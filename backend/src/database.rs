// Module database - PostgreSQL pool and track file records
// One row per route-owning entity, replaced on every re-upload

use std::collections::HashMap;
use std::sync::{Arc, Mutex};

use async_trait::async_trait;
use chrono::{DateTime, Utc};
use serde::{Deserialize, Serialize};
use sqlx::{postgres::PgPoolOptions, FromRow, PgPool};

/// Database error type
#[derive(Debug, thiserror::Error)]
pub enum DatabaseError {
    #[error("Database connection error: {0}")]
    ConnectionError(#[from] sqlx::Error),

    #[error("No track file stored for {0}")]
    NotFound(String),

    #[error("Invalid track file data: {0}")]
    InvalidData(String),
}

/// Aggregate statistics of the latest upload for one owning entity
#[derive(Debug, Clone, PartialEq, Serialize, Deserialize, FromRow)]
pub struct TrackFileRecord {
    pub owner_id: String,
    pub original_filename: String,
    pub storage_path: String,
    pub total_distance_km: f64,
    pub total_elevation_gain_m: i64,
    pub total_points: i64,
    pub uploaded_at: DateTime<Utc>,
}

/// Persistence for [`TrackFileRecord`]s.
#[async_trait]
pub trait TrackFileRepository: Send + Sync {
    /// Insert or replace the record for `record.owner_id`.
    ///
    /// Returns the storage path of the replaced record, if there was one.
    async fn upsert(&self, record: &TrackFileRecord) -> Result<Option<String>, DatabaseError>;

    async fn get(&self, owner_id: &str) -> Result<TrackFileRecord, DatabaseError>;
}

/// Database connection pool
pub struct Database {
    pool: PgPool,
}

impl Database {
    /// Create new database connection pool
    ///
    /// # Errors
    /// Returns DatabaseError if the connection fails
    pub async fn new(database_url: &str) -> Result<Self, DatabaseError> {
        let pool = PgPoolOptions::new()
            .max_connections(5)
            .connect(database_url)
            .await?;

        tracing::info!("PostgreSQL connection pool created");

        Ok(Self { pool })
    }

    pub fn pool(&self) -> &PgPool {
        &self.pool
    }

    /// Run database migrations
    ///
    /// # Errors
    /// Returns DatabaseError if migration fails
    pub async fn migrate(&self) -> Result<(), DatabaseError> {
        // sqlx::query() runs a single statement; raw_sql accepts the whole file
        let mut conn = self.pool.acquire().await?;

        let migration_sql = include_str!("../migrations/20260101_create_track_files.sql");

        sqlx::raw_sql(migration_sql).execute(&mut *conn).await?;

        tracing::info!("Database migrations completed");
        Ok(())
    }
}

#[async_trait]
impl TrackFileRepository for Database {
    async fn upsert(&self, record: &TrackFileRecord) -> Result<Option<String>, DatabaseError> {
        if record.owner_id.is_empty() {
            return Err(DatabaseError::InvalidData("owner_id is empty".to_string()));
        }

        let mut tx = self.pool.begin().await?;

        let previous: Option<String> = sqlx::query_scalar(
            "SELECT storage_path FROM track_files WHERE owner_id = $1 FOR UPDATE",
        )
        .bind(&record.owner_id)
        .fetch_optional(&mut *tx)
        .await?;

        sqlx::query(
            r#"
            INSERT INTO track_files (
                owner_id, original_filename, storage_path, total_distance_km,
                total_elevation_gain_m, total_points, uploaded_at
            )
            VALUES ($1, $2, $3, $4, $5, $6, $7)
            ON CONFLICT (owner_id) DO UPDATE SET
                original_filename = EXCLUDED.original_filename,
                storage_path = EXCLUDED.storage_path,
                total_distance_km = EXCLUDED.total_distance_km,
                total_elevation_gain_m = EXCLUDED.total_elevation_gain_m,
                total_points = EXCLUDED.total_points,
                uploaded_at = EXCLUDED.uploaded_at
            "#,
        )
        .bind(&record.owner_id)
        .bind(&record.original_filename)
        .bind(&record.storage_path)
        .bind(record.total_distance_km)
        .bind(record.total_elevation_gain_m)
        .bind(record.total_points)
        .bind(record.uploaded_at)
        .execute(&mut *tx)
        .await?;

        tx.commit().await?;

        tracing::info!(
            "Track file saved for {} ({} points, {:.2} km)",
            record.owner_id,
            record.total_points,
            record.total_distance_km
        );
        Ok(previous)
    }

    async fn get(&self, owner_id: &str) -> Result<TrackFileRecord, DatabaseError> {
        let record =
            sqlx::query_as::<_, TrackFileRecord>("SELECT * FROM track_files WHERE owner_id = $1")
                .bind(owner_id)
                .fetch_optional(&self.pool)
                .await?
                .ok_or_else(|| DatabaseError::NotFound(owner_id.to_string()))?;

        Ok(record)
    }
}

/// Map-backed repository for tests and local runs.
#[derive(Debug, Clone, Default)]
pub struct InMemoryTrackFiles {
    records: Arc<Mutex<HashMap<String, TrackFileRecord>>>,
}

impl InMemoryTrackFiles {
    pub fn new() -> Self {
        Self::default()
    }

    fn lock(&self) -> Result<std::sync::MutexGuard<'_, HashMap<String, TrackFileRecord>>, DatabaseError> {
        self.records
            .lock()
            .map_err(|_| DatabaseError::InvalidData("track file map poisoned".to_string()))
    }
}

#[async_trait]
impl TrackFileRepository for InMemoryTrackFiles {
    async fn upsert(&self, record: &TrackFileRecord) -> Result<Option<String>, DatabaseError> {
        if record.owner_id.is_empty() {
            return Err(DatabaseError::InvalidData("owner_id is empty".to_string()));
        }
        let previous = self
            .lock()?
            .insert(record.owner_id.clone(), record.clone())
            .map(|old| old.storage_path);
        Ok(previous)
    }

    async fn get(&self, owner_id: &str) -> Result<TrackFileRecord, DatabaseError> {
        self.lock()?
            .get(owner_id)
            .cloned()
            .ok_or_else(|| DatabaseError::NotFound(owner_id.to_string()))
    }
}
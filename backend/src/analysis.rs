use shared::{Coordinate, ProfilePoint, RouteAnalysis};

use crate::geometry::{bounding_box, haversine_km, round_to};

#[derive(Debug, thiserror::Error, PartialEq, Eq)]
pub enum AnalysisError {
    #[error("route analysis needs at least 2 points, got {0}")]
    InsufficientPoints(usize),
}

/// Aggregate distance, elevation and extent statistics for a track.
///
/// # Distance
/// Sum of haversine legs between consecutive points in input order, rounded to 2 decimals.
///
/// # Elevation
/// Only pairs where both points carry an elevation (see [`Coordinate::elevation_m`])
/// contribute. Positive deltas add to the gain, negative deltas to the loss, and both totals
/// are rounded to whole meters after accumulation.
pub fn analyze_route(points: &[Coordinate]) -> Result<RouteAnalysis, AnalysisError> {
    if points.len() < 2 {
        return Err(AnalysisError::InsufficientPoints(points.len()));
    }

    let mut distance_km = 0.0;
    let mut gain = 0.0;
    let mut loss = 0.0;

    for pair in points.windows(2) {
        distance_km += haversine_km(&pair[0], &pair[1]);

        if let (Some(prev), Some(curr)) = (pair[0].elevation_m(), pair[1].elevation_m()) {
            let delta = curr - prev;
            if delta > 0.0 {
                gain += delta;
            } else {
                loss += delta.abs();
            }
        }
    }

    let bounding_box =
        bounding_box(points).ok_or(AnalysisError::InsufficientPoints(points.len()))?;

    Ok(RouteAnalysis {
        total_distance_km: round_to(distance_km, 2),
        elevation_gain_m: gain.round() as i64,
        elevation_loss_m: loss.round() as i64,
        bounding_box,
    })
}

/// Cumulative distance against elevation, one entry per input point.
pub fn elevation_profile(points: &[Coordinate]) -> Vec<ProfilePoint> {
    let mut cumulative_km = 0.0;
    let mut profile = Vec::with_capacity(points.len());

    for (idx, point) in points.iter().enumerate() {
        if idx > 0 {
            cumulative_km += haversine_km(&points[idx - 1], point);
        }
        profile.push(ProfilePoint {
            cumulative_distance_km: cumulative_km,
            elevation_m: point.elevation_m().unwrap_or(0.0),
        });
    }

    profile
}
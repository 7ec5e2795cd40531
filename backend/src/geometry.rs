use shared::{BoundingBox, Coordinate, LatLng};

pub const EARTH_RADIUS_KM: f64 = 6_371.0;

/// Great-circle distance between two coordinates, in kilometers.
pub fn haversine_km(a: &Coordinate, b: &Coordinate) -> f64 {
    haversine_lat_lng_km(a.lat, a.lng, b.lat, b.lng)
}

pub fn haversine_lat_lng_km(lat_a: f64, lng_a: f64, lat_b: f64, lng_b: f64) -> f64 {
    let lat1 = lat_a.to_radians();
    let lat2 = lat_b.to_radians();
    let dlat = (lat_b - lat_a).to_radians();
    let dlon = (lng_b - lng_a).to_radians();

    let sin_dlat = (dlat / 2.0).sin();
    let sin_dlon = (dlon / 2.0).sin();

    let h = sin_dlat * sin_dlat + lat1.cos() * lat2.cos() * sin_dlon * sin_dlon;
    // Rounding can push h a hair above 1.0 for antipodal points.
    2.0 * EARTH_RADIUS_KM * h.min(1.0).sqrt().asin()
}

/// Unrounded sum of consecutive leg lengths.
pub fn path_length_km(path: &[Coordinate]) -> f64 {
    path.windows(2).map(|w| haversine_km(&w[0], &w[1])).sum()
}

pub fn is_valid_position(lat: f64, lng: f64) -> bool {
    lat.is_finite() && lng.is_finite() && (-90.0..=90.0).contains(&lat) && (-180.0..=180.0).contains(&lng)
}

/// Axis-aligned box around `points`, `None` for an empty slice.
///
/// `radius_km` is the distance from the box center to its north-east corner. It is not the
/// minimal enclosing circle and does not handle boxes that cross the antimeridian.
pub fn bounding_box(points: &[Coordinate]) -> Option<BoundingBox> {
    let first = points.first()?;
    let (mut north, mut south) = (first.lat, first.lat);
    let (mut east, mut west) = (first.lng, first.lng);

    for point in &points[1..] {
        north = north.max(point.lat);
        south = south.min(point.lat);
        east = east.max(point.lng);
        west = west.min(point.lng);
    }

    let center = LatLng {
        lat: (north + south) / 2.0,
        lng: (east + west) / 2.0,
    };
    let radius_km = haversine_lat_lng_km(center.lat, center.lng, north, east);

    Some(BoundingBox {
        center,
        radius_km,
        north,
        south,
        east,
        west,
    })
}

pub(crate) fn round_to(value: f64, decimals: i32) -> f64 {
    let factor = 10f64.powi(decimals);
    (value * factor).round() / factor
}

********************

• **Brief**: Write out only the lines that run from the line containing "let mut gain = 0.0;" through the line containing "elevation_loss_m: loss.round() as", both included, exactly as they appear above.

• **Completed task**:
    let mut gain = 0.0;
    let mut loss = 0.0;

    for pair in points.windows(2) {
        distance_km += haversine_km(&pair[0], &pair[1]);

        if let (Some(prev), Some(curr)) = (pair[0].elevation_m(), pair[1].elevation_m()) {
            let delta = curr - prev;
            if delta > 0.0 {
                gain += delta;
            } else {
                loss += delta.abs();
            }
        }
    }

    let bounding_box =
        bounding_box(points).ok_or(AnalysisError::InsufficientPoints(points.len()))?;

    Ok(RouteAnalysis {
        total_distance_km: round_to(distance_km, 2),
        elevation_gain_m: gain.round() as i64,
        elevation_loss_m: loss.round() as i64,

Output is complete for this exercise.